**Task requirements**
Look through the records below for the line with "pub email: &'a". Return that line and each one after it up to and including the line with "so only the", exactly.

Content starts

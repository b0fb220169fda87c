//! Row structs private to the Diesel adapters.

use chrono::{DateTime, Utc};
use diesel::prelude::*;
use uuid::Uuid;

use super::schema::{shipments, users};

#[derive(Debug, Clone, Queryable, Selectable)]
#[diesel(table_name = users)]
#[diesel(check_for_backend(diesel::pg::Pg))]
pub(crate) struct UserRow {
    pub id: Uuid,
    pub username: String,
    pub email: String,
    pub display_name: String,
    pub password_hash: String,
    pub role: String,
}

#[derive(Debug, Clone, Insertable)]
#[diesel(table_name = users)]
pub(crate) struct NewUserRow<'a> {
    pub id: Uuid,
    pub username: &'a str,
    pub email: &'a str,
    pub display_name: &'a str,
    pub password_hash: &'a str,
    pub role: &'a str,
}

/// Full shipment row, used for both reads and inserts.
#[derive(Debug, Clone, Queryable, Selectable, Insertable)]
#[diesel(table_name = shipments)]
#[diesel(check_for_backend(diesel::pg::Pg))]
pub(crate) struct ShipmentRow {
    pub id: Uuid,
    pub user_id: Uuid,
    pub tracking_number: String,
    pub destination_address: String,
    pub status: String,
    pub is_fragile: bool,
    pub ship_date: DateTime<Utc>,
    pub estimated_delivery_date: DateTime<Utc>,
    pub notes: String,
    pub created_at: DateTime<Utc>,
    pub updated_at: DateTime<Utc>,
}

/// Mutable shipment columns. Identity, owner and creation time are fixed.
///
/// `None` fields are left out of the generated `SET` clause, so only the
/// columns a patch names are written.
#[derive(Debug, Clone, Default, PartialEq, AsChangeset)]
#[diesel(table_name = shipments)]
pub(crate) struct ShipmentChangeset<'a> {
    pub tracking_number: Option<&'a str>,
    pub destination_address: Option<&'a str>,
    pub status: Option<&'a str>,
    pub is_fragile: Option<bool>,
    pub ship_date: Option<DateTime<Utc>>,
    pub estimated_delivery_date: Option<DateTime<Utc>>,
    pub notes: Option<&'a str>,
    pub updated_at: DateTime<Utc>,
}
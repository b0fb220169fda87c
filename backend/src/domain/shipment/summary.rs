//! Per-owner status counts.

use serde::{Deserialize, Serialize};

use super::fields::ShipmentStatus;

/// Shipment counts for one owner. Every field is zero for an owner with no
/// shipments.
#[derive(Debug, Clone, Copy, Default, PartialEq, Eq, Serialize, Deserialize)]
pub struct ShipmentSummary {
    /// Every owned shipment regardless of status.
    pub total: u64,
    /// `PENDING`
    pub pending: u64,
    /// `IN_TRANSIT`
    pub in_transit: u64,
    /// `OUT_FOR_DELIVERY`
    pub out_for_delivery: u64,
    /// `DELIVERED`
    pub delivered: u64,
    /// `DELAYED`
    pub delayed: u64,
}

impl ShipmentSummary {
    /// Fold per-status counts into a summary. Repeated statuses accumulate.
    ///
    /// # Examples
    /// ```
    /// use shipment_backend::domain::{ShipmentStatus, ShipmentSummary};
    ///
    /// let summary = ShipmentSummary::from_counts([
    ///     (ShipmentStatus::Delivered, 2),
    ///     (ShipmentStatus::Pending, 1),
    /// ]);
    /// assert_eq!(summary.total, 3);
    /// assert_eq!(summary.in_transit, 0);
    /// ```
    pub fn from_counts(counts: impl IntoIterator<Item = (ShipmentStatus, u64)>) -> Self {
        counts
            .into_iter()
            .fold(Self::default(), |mut summary, (status, count)| {
                summary.add(status, count);
                summary
            })
    }

    /// Count shipments one status at a time.
    pub fn tally(statuses: impl IntoIterator<Item = ShipmentStatus>) -> Self {
        Self::from_counts(statuses.into_iter().map(|status| (status, 1)))
    }

    fn add(&mut self, status: ShipmentStatus, count: u64) {
        let bucket = match status {
            ShipmentStatus::Pending => &mut self.pending,
            ShipmentStatus::InTransit => &mut self.in_transit,
            ShipmentStatus::OutForDelivery => &mut self.out_for_delivery,
            ShipmentStatus::Delivered => &mut self.delivered,
            ShipmentStatus::Delayed => &mut self.delayed,
        };
        *bucket = bucket.saturating_add(count);
        self.total = self.total.saturating_add(count);
    }
}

Content ends

**Task answer**
    pub email: &'a str,
    pub display_name: &'a str,
    pub password_hash: &'a str,
    pub role: &'a str,
}

/// Full shipment row, used for both reads and inserts.
#[derive(Debug, Clone, Queryable, Selectable, Insertable)]
#[diesel(table_name = shipments)]
#[diesel(check_for_backend(diesel::pg::Pg))]
pub(crate) struct ShipmentRow {
    pub id: Uuid,
    pub user_id: Uuid,
    pub tracking_number: String,
    pub destination_address: String,
    pub status: String,
    pub is_fragile: bool,
    pub ship_date: DateTime<Utc>,
    pub estimated_delivery_date: DateTime<Utc>,
    pub notes: String,
    pub created_at: DateTime<Utc>,
    pub updated_at: DateTime<Utc>,
}

/// Mutable shipment columns. Identity, owner and creation time are fixed.
///
/// `None` fields are left out of the generated `SET` clause, so only the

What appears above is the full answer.